What needs to be done:
In the entries below, find each line with the word "blue" and return it.

....

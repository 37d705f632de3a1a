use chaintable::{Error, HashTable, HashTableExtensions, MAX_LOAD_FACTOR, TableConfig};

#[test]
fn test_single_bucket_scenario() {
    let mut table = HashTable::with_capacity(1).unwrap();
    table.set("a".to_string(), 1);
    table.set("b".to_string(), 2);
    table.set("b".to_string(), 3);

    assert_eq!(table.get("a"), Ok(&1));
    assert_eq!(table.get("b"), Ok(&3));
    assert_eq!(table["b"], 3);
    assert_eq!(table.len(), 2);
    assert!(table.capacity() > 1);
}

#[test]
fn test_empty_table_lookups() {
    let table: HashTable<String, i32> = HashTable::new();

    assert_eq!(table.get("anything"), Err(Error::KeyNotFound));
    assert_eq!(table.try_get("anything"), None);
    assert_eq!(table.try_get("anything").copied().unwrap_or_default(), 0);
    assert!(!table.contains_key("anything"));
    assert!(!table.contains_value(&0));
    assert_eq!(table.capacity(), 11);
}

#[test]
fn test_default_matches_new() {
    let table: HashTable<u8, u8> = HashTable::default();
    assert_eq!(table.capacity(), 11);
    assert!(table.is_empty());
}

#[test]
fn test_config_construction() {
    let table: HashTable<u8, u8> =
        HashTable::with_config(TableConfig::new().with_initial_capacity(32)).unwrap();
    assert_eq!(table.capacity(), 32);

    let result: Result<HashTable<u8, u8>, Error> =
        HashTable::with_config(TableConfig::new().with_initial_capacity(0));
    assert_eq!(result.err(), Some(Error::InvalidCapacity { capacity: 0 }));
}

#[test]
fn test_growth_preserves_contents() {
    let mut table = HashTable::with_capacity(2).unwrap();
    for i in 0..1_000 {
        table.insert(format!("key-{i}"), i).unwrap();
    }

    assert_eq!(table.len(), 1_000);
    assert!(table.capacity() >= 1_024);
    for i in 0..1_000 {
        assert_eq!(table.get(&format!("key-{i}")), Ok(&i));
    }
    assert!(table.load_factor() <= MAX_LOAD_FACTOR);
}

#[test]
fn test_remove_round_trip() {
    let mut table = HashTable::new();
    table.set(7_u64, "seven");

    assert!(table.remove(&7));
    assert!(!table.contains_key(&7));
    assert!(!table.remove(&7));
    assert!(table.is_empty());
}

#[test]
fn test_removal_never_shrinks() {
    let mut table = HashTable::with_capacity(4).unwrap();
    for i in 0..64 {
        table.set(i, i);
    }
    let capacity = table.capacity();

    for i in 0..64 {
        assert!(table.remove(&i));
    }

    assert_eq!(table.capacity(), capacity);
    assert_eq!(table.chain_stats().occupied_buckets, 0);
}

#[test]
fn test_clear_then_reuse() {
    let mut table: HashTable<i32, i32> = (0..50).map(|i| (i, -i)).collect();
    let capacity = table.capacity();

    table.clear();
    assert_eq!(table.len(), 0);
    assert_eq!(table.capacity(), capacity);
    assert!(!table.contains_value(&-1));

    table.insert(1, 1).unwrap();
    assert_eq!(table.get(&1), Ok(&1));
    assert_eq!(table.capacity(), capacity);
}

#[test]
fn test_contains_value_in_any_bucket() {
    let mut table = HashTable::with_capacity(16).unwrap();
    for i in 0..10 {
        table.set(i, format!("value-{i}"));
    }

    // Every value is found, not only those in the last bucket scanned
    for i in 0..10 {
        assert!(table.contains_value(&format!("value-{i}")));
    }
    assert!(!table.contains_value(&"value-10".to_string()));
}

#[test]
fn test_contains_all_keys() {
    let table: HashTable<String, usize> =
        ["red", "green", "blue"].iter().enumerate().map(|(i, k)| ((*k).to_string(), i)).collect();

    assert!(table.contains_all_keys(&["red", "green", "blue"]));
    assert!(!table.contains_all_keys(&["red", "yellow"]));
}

....

Solution for this problem:
        ["red", "green", "blue"].iter().enumerate().map(|(i, k)| ((*k).to_string(), i)).collect();
    assert!(table.contains_all_keys(&["red", "green", "blue"]));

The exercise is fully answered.